リアルタイム制御

コンテキストスイッチ

実行するタスクを切り替える処理。

概要

コンテキストスイッチ(Context Switch)は、CPUが実行中のタスク(スレッド)を別のタスクへ切り替える処理です。「タスクスイッチ」とも呼ばれます。

「コンテキスト(Context)」とは、あるタスクがCPUを使っていた状態(CPUレジスタ群の値・プログラムカウンタ・スタックポインタ)の総体です。コンテキストスイッチでは:

  1. 現在実行中のタスクのコンテキストをそのタスクのスタックまたはTCB(Task Control Block)へ保存
  2. 次に実行するタスクのコンテキストを復元
  3. 復元先タスクが中断した箇所から実行を再開

コンテキストスイッチはスケジューラが主導し、プリエンプション・タイムスライス・タスクのブロッキング等をトリガとして実行されます。コンテキストスイッチの所要時間(数μs〜数十μs)はシステムのレイテンシに直接影響するため、RTOSの重要な性能指標のひとつです。

歴史・背景

コンテキストスイッチの概念はタイムシェアリングシステム(1960年代)で誕生しました。複数のユーザが1台のコンピュータを共有するために、CPUを高速に切り替える仕組みが必要になったのが始まりです。

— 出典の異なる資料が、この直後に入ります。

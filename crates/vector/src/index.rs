//! Clustered (IVF) similarity index
//!
//! ## Layout
//!
//! - **Centroids**: unit vectors produced by `rebuild`. None until the first rebuild.
//! - **Lists**: one map `id -> unit vector` per centroid (a single list when untrained).
//! - **Assignments**: sharded map `id -> list number`.
//!
//! ## Search
//!
//! 1. Rank centroids by similarity to the query
//! 2. Probe lists in that order until `num_candidates` vectors were collected
//! 3. Score every collected vector exactly and keep the top `limit`
//!
//! ## Locking
//!
//! `layout` is write-locked only by `rebuild` / `restore_centroids` / `clear`.
//! Readers and writers alike hold at most one list lock at a time.

use parking_lot::RwLock;
use semsearch_common::{Result, SemsearchError};
use std::collections::hash_map::DefaultHasher;
use std::collections::HashMap;
use std::hash::{Hash, Hasher};
use std::sync::atomic::{AtomicUsize, Ordering};
use tracing::{debug, info};

use crate::kmeans::{self, nearest_centroid, KMeansOptions};
use crate::similarity::{dot, norm, normalized, validate_vector};

const ASSIGNMENT_SHARDS: usize = 16;

/// Summary returned by `rebuild`
#[derive(Debug, Clone, PartialEq, serde::Serialize)]
pub struct RebuildStats {
    /// Number of centroids actually trained
    pub clusters: usize,

    /// Entries per list after reassignment
    pub cluster_sizes: Vec<usize>,

    /// Entries reassigned
    pub entries: usize,
}

struct Layout {
    centroids: Vec<Vec<f32>>,
    lists: Vec<RwLock<HashMap<String, Vec<f32>>>>,
}

impl Layout {
    fn flat() -> Self {
        Self {
            centroids: Vec::new(),
            lists: vec![RwLock::new(HashMap::new())],
        }
    }

    fn list_for(&self, unit: &[f32]) -> usize {
        if self.centroids.is_empty() {
            0
        } else {
            nearest_centroid(&self.centroids, unit)
        }
    }

    /// List numbers ordered by centroid similarity (descending, ties by number)
    fn probe_order(&self, unit_query: &[f32]) -> Vec<usize> {
        if self.centroids.is_empty() {
            return vec![0];
        }
        let mut ranked: Vec<(usize, f32)> = self
            .centroids
            .iter()
            .enumerate()
            .map(|(i, c)| (i, dot(c, unit_query)))
            .collect();
        ranked.sort_by(|a, b| b.1.total_cmp(&a.1).then(a.0.cmp(&b.0)));
        ranked.into_iter().map(|(i, _)| i).collect()
    }
}

/// Approximate / exact cosine nearest-neighbor index over `(id, vector)` pairs
///
/// Holds unit-normalized copies of vectors and never any payload.
pub struct SimilarityIndex {
    configured_dimension: Option<usize>,
    /// 0 while no dimensionality has been fixed
    dimension: AtomicUsize,
    layout: RwLock<Layout>,
    assignments: Vec<RwLock<HashMap<String, usize>>>,
    len: AtomicUsize,
}

impl SimilarityIndex {
    /// Create an empty index; `dimension = None` lets the first vector decide
    pub fn new(dimension: Option<usize>) -> Self {
        Self {
            configured_dimension: dimension,
            dimension: AtomicUsize::new(dimension.unwrap_or(0)),
            layout: RwLock::new(Layout::flat()),
            assignments: (0..ASSIGNMENT_SHARDS)
                .map(|_| RwLock::new(HashMap::new()))
                .collect(),
            len: AtomicUsize::new(0),
        }
    }

    /// Fixed dimensionality, if any
    pub fn dimension(&self) -> Option<usize> {
        match self.dimension.load(Ordering::Acquire) {
            0 => None,
            d => Some(d),
        }
    }

    /// Accept `len` as the dimensionality, fixing it if still open
    pub fn ensure_dimension(&self, len: usize) -> Result<()> {
        if len == 0 {
            return Err(SemsearchError::invalid_vector("vector is empty"));
        }
        match self
            .dimension
            .compare_exchange(0, len, Ordering::AcqRel, Ordering::Acquire)
        {
            Ok(_) => {
                debug!("Index dimension fixed at {}", len);
                Ok(())
            }
            Err(current) if current == len => Ok(()),
            Err(current) => Err(SemsearchError::dimension_mismatch(current, len)),
        }
    }

    pub fn len(&self) -> usize {
        self.len.load(Ordering::Acquire)
    }

    pub fn is_empty(&self) -> bool {
        self.len() == 0
    }

    pub fn contains(&self, id: &str) -> bool {
        self.shard(id).read().contains_key(id)
    }

    /// All indexed ids, sorted
    pub fn ids(&self) -> Vec<String> {
        let mut ids: Vec<String> = self
            .assignments
            .iter()
            .flat_map(|shard| shard.read().keys().cloned().collect::<Vec<_>>())
            .collect();
        ids.sort();
        ids
    }

    /// Trained centroids (empty while the index is flat)
    pub fn centroids(&self) -> Vec<Vec<f32>> {
        self.layout.read().centroids.clone()
    }

    /// Entries per list
    pub fn cluster_sizes(&self) -> Vec<usize> {
        self.layout
            .read()
            .lists
            .iter()
            .map(|list| list.read().len())
            .collect()
    }

    /// Insert or replace the entry for `id`
    pub fn add(&self, id: &str, vector: &[f32]) -> Result<()> {
        validate_vector(vector)?;
        self.ensure_dimension(vector.len())?;
        let unit = normalized(vector)?;

        let layout = self.layout.read();
        let target = layout.list_for(&unit);

        let mut shard = self.shard(id).write();
        // Insert into the new list before dropping the old entry so a concurrent
        // search always sees at least one version of the id.
        layout.lists[target].write().insert(id.to_string(), unit);
        match shard.insert(id.to_string(), target) {
            Some(previous) if previous != target => {
                layout.lists[previous].write().remove(id);
            }
            Some(_) => {}
            None => {
                self.len.fetch_add(1, Ordering::AcqRel);
            }
        }

        Ok(())
    }

    /// Remove `id`; returns whether it was present
    pub fn remove(&self, id: &str) -> bool {
        let layout = self.layout.read();
        let mut shard = self.shard(id).write();
        match shard.remove(id) {
            Some(list) => {
                layout.lists[list].write().remove(id);
                self.len.fetch_sub(1, Ordering::AcqRel);
                true
            }
            None => false,
        }
    }

    /// Drop every entry and the cluster layout; dimension goes back to the configured value
    pub fn clear(&self) {
        let mut layout = self.layout.write();
        for shard in &self.assignments {
            shard.write().clear();
        }
        *layout = Layout::flat();
        self.len.store(0, Ordering::Release);
        self.dimension
            .store(self.configured_dimension.unwrap_or(0), Ordering::Release);
    }

    /// Top-`limit` ids by cosine similarity to `query`
    ///
    /// Lists are probed nearest-centroid first until at least `num_candidates`
    /// vectors were examined; with `num_candidates >= len()` the result is exact.
    /// Scores are cosine similarities in [-1, 1]; ties are ordered by ascending id.
    pub fn search(
        &self,
        query: &[f32],
        num_candidates: usize,
        limit: usize,
    ) -> Result<Vec<(String, f32)>> {
        if limit == 0 {
            return Err(SemsearchError::invalid_parameter("limit must be greater than 0"));
        }
        if num_candidates < limit {
            return Err(SemsearchError::invalid_parameter(format!(
                "numCandidates ({}) must be >= limit ({})",
                num_candidates, limit
            )));
        }
        validate_vector(query)?;
        match self.dimension() {
            Some(d) if d != query.len() => {
                return Err(SemsearchError::dimension_mismatch(d, query.len()));
            }
            Some(_) => {}
            // Nothing was ever indexed
            None => return Ok(Vec::new()),
        }
        let unit = normalized(query)?;

        let layout = self.layout.read();
        // At most one list guard is held at a time. An id re-added into another
        // list can transiently sit in both; keep its best score.
        let mut best: HashMap<String, f32> = HashMap::new();
        let mut examined = 0;
        let mut probed = 0;
        for list in layout.probe_order(&unit) {
            let entries = layout.lists[list].read();
            examined += entries.len();
            for (id, v) in entries.iter() {
                let score = dot(&unit, v).clamp(-1.0, 1.0);
                match best.get_mut(id.as_str()) {
                    Some(s) => *s = s.max(score),
                    None => {
                        best.insert(id.clone(), score);
                    }
                }
            }
            drop(entries);
            probed += 1;
            if examined >= num_candidates {
                break;
            }
        }
        drop(layout);

        let mut ranked: Vec<(String, f32)> = best.into_iter().collect();
        if ranked.len() > limit {
            ranked.select_nth_unstable_by(limit - 1, rank_order);
            ranked.truncate(limit);
        }
        ranked.sort_by(rank_order);

        debug!(
            "Index search - probed {} list(s), examined {} candidate(s), returning {}",
            probed,
            examined,
            ranked.len()
        );

        Ok(ranked)
    }

    /// Train `k` centroids over the current entries and reassign every entry
    pub fn rebuild(&self, k: usize, options: &KMeansOptions) -> Result<RebuildStats> {
        if k == 0 {
            return Err(SemsearchError::invalid_parameter("cluster count must be greater than 0"));
        }

        // Train on a snapshot so searches keep running meanwhile
        let sample: Vec<Vec<f32>> = {
            let layout = self.layout.read();
            layout
                .lists
                .iter()
                .flat_map(|list| list.read().values().cloned().collect::<Vec<_>>())
                .collect()
        };
        let refs: Vec<&[f32]> = sample.iter().map(|v| v.as_slice()).collect();
        let centroids = kmeans::train(&refs, k, options);
        drop(sample);

        let stats = self.install_centroids(centroids)?;
        info!(
            "Index rebuilt - {} cluster(s) over {} entries",
            stats.clusters, stats.entries
        );
        Ok(stats)
    }

    /// Install previously persisted centroids
    pub fn restore_centroids(&self, centroids: Vec<Vec<f32>>) -> Result<RebuildStats> {
        let mut units = Vec::with_capacity(centroids.len());
        for c in centroids {
            validate_vector(&c)?;
            self.ensure_dimension(c.len())?;
            // Persisted centroids are already unit length; keep them bit-exact
            if (norm(&c) - 1.0).abs() > 1e-4 {
                units.push(normalized(&c)?);
            } else {
                units.push(c);
            }
        }
        self.install_centroids(units)
    }

    fn install_centroids(&self, centroids: Vec<Vec<f32>>) -> Result<RebuildStats> {
        let mut layout = self.layout.write();

        // A concurrent clear may have released the dimension the centroids were trained for
        if let Some(c) = centroids.first() {
            match self.dimension() {
                Some(d) if d == c.len() => {}
                Some(d) => return Err(SemsearchError::dimension_mismatch(d, c.len())),
                None => {
                    return Err(SemsearchError::internal(
                        "index was cleared while centroids were being trained",
                    ))
                }
            }
        }

        let mut entries: Vec<(String, Vec<f32>)> = Vec::with_capacity(self.len());
        for list in &layout.lists {
            entries.extend(list.write().drain());
        }

        let mut next = if centroids.is_empty() {
            Layout::flat()
        } else {
            Layout {
                lists: centroids.iter().map(|_| RwLock::new(HashMap::new())).collect(),
                centroids,
            }
        };

        let total = entries.len();
        let mut placed: Vec<HashMap<String, Vec<f32>>> =
            (0..next.lists.len()).map(|_| HashMap::new()).collect();
        for (id, unit) in entries {
            let list = next.list_for(&unit);
            self.shard(&id).write().insert(id.clone(), list);
            placed[list].insert(id, unit);
        }
        for (slot, list) in next.lists.iter_mut().zip(placed) {
            *slot.get_mut() = list;
        }

        let cluster_sizes: Vec<usize> = next.lists.iter_mut().map(|l| l.get_mut().len()).collect();
        let stats = RebuildStats {
            clusters: next.centroids.len(),
            cluster_sizes,
            entries: total,
        };
        *layout = next;
        Ok(stats)
    }

    fn shard(&self, id: &str) -> &RwLock<HashMap<String, usize>> {
        let mut hasher = DefaultHasher::new();
        id.hash(&mut hasher);
        &self.assignments[(hasher.finish() as usize) % ASSIGNMENT_SHARDS]
    }
}

/// Descending score, then ascending id
fn rank_order(a: &(String, f32), b: &(String, f32)) -> std::cmp::Ordering {
    b.1.total_cmp(&a.1).then_with(|| a.0.cmp(&b.0))
}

初期のマイコン向けRTOS(1980年代のVxWorks等)でも、コンテキストスイッチのコストを最小化することが重要課題でした。最初期の実装はソフトウェアのみで行われていましたが、ARM Cortex-Mアーキテクチャ(2004年〜)ではハードウェアが一部のレジスタ退避(R0-R3, R12, LR, PC, xPSR)を自動化し、コンテキストスイッチの高速化に貢献しています。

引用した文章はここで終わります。